Sur un jeune Acer, les branches sont corrélées dans leur développement, elles s'équilibrent mutuellement. La taille d’une branche ou d'un rameau, même légère, provoque une réaction dans l'arbre entier. C’est ce qui explique, par exemple, qu’un Acer " couronné " (taillé au sommet pour présenter des branches de longueur égale) développe dans la partie inférieure de son houppier des ramifications que l'on ne retrouve pas chez un arbre non taillé. La suppression du contrôle apicale par ablation de l’apex caulinaire va avoir deux effets par rapport à l’unité architecturale de son type : produire deux rameaux subégaux définitivement orthotropes qui vont constituer deux flèches, et lever l’inhibition de certains bourgeons latents (axillaire) qui vont alors développer sur le tronc ou à la base des charpentières des rameaux orthotropes vigoureux (des rejets). J’ai mis en photos plusieurs exemples.

coupe de la flèche sur 'kawara no midori' (pépinière Maillot)
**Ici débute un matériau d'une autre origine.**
//! JSON encoding of records exchanged with the REST backend.

use serde::Serialize;
use serde::de::DeserializeOwned;

use crate::error::CoreError;

/// Decode a record body. `kind` names the record in the error message.
pub fn decode<T: DeserializeOwned>(kind: &'static str, body: &[u8]) -> Result<T, CoreError> {
    if body.is_empty() {
        return Err(CoreError::InvalidRecord {
            kind,
            reason: "empty body".to_string(),
        });
    }
    serde_json::from_slice(body).map_err(|e| CoreError::InvalidRecord {
        kind,
        reason: e.to_string(),
    })
}

pub fn encode<T: Serialize>(value: &T) -> Result<Vec<u8>, CoreError> {
    Ok(serde_json::to_vec(value)?)
}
naissance des rejets qui se développeront vigoureusement au printemps prochain

coupe de l'axe dominant sur shirasawanum 'jordan'

rejets sur le tronc
Dans ce cas de figure, il ne faut pas s’étonner de constater un développement anarchique de rameaux basitones qui donne une structure touffue et un port en boulle. Il faut bien comprendre qu’un tel développement n’a souvent rien à voir avec celui de l’espèce ou du type : il est la conséquence d’une taille inappropriée, intervenue trop drastiquement et/ou trop tôt (hors cas spéciaux des " balais de sorcières "). Ceci est vrai pour 'katsura', par exemple… Nous sommes tellement habitués à le voir sous un aspect perturbé que nous finissons par oublier a quoi ils devraient ressembler…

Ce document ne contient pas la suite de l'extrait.